Norman's fiancée, who remains at home, smashes the mask enabling the
expedition to overcome its obstacles. Honegger was inspired to write a powerfully
evocative score for this film in the spirit of his music for Mermoz (reviewed
on Film Music on the Web this month). From his score, a two movement suite
was developed. Quoting Adriano: " The score, a real and important discovery,
is conceived for large orchestra, without horns, but including two saxophones,
Ondes Martenot, piano, harp, percussion and a wordless mixed chorus.

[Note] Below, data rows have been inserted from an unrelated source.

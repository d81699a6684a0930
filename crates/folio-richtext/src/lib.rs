//! Rich-text to Markdown conversion for folio.
//!
//! The CMS stores formatted text as a JSON tree of typed nodes. This crate
//! deserializes that tree into a closed [`Node`] model and renders it to
//! Markdown with [`RichTextConverter`].
//!
//! # Example
//!
//! ```
//! use folio_richtext::RichTextConverter;
//!
//! # fn main() -> Result<(), serde_json::Error> {
//! let field: serde_json::Value = serde_json::from_str(r#"{
//!     "nodeType": "document",
//!     "content": [
//!         {"nodeType": "heading-2", "content": [{"nodeType": "text", "value": "Heading 2", "marks": []}]}
//!     ]
//! }"#)?;
//!
//! let markdown = RichTextConverter::new().convert_value(&field);
//! assert_eq!(markdown, "## Heading 2");
//! # Ok(())
//! # }
//! ```

mod asset;
mod converter;
mod diagnostic;
mod document;

pub use asset::{
    Asset, AssetError, AssetFields, AssetFile, AssetTarget, DEFAULT_ALT_TEXT, Localized,
    normalize_asset_url,
};
pub use converter::{DEFAULT_LOCALE, DEFAULT_MAX_DEPTH, RichTextConverter};
pub use diagnostic::{CollectingSink, Diagnostic, DiagnosticSink, TracingSink};
pub use document::{DOCUMENT_NODE_TYPE, Document, Mark, Node, Text};

#[cfg(test)]
mod tests {
    static_assertions::assert_impl_all!(super::RichTextConverter: Send, Sync);
    static_assertions::assert_impl_all!(super::Document: Send, Sync, Clone);
}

The
music is "realistic" and experimental for its period, at least as film music,
and is built on extended ostinato accompaniments, precursor of today's minimalist
techniques, and chromatically dissonant motif-cells. [The 'Tempête
de neige' movement is a startlingly realistic depiction of blizzard conditions;
one perceives a dense curtain of relentlessly falling snow occasionally swirled
by icy gusts.] While 'Tempête de neige' has no leitmotiv, 'Ascension
et chute', to which a later cue, the final episode 'Vision', has been added,
is built on a passacaglia-like theme, interrupted by recollections of the
demonic sounds of the brass heard in Tempête, leading to a climax through
a short vertiginous [and blood-curdling sounding] cadenza for the Ondes Martinot.
Again the passacaglia is heard, as a counterpoint to the hymn of the chorus
ending on the Mixolydian mode on D."
Adriano mixes thrills with beauty in totally persuasive performances of rare
film music which should be studied by young student film composers as an
object lesson in what can be achieved without recourse to synths.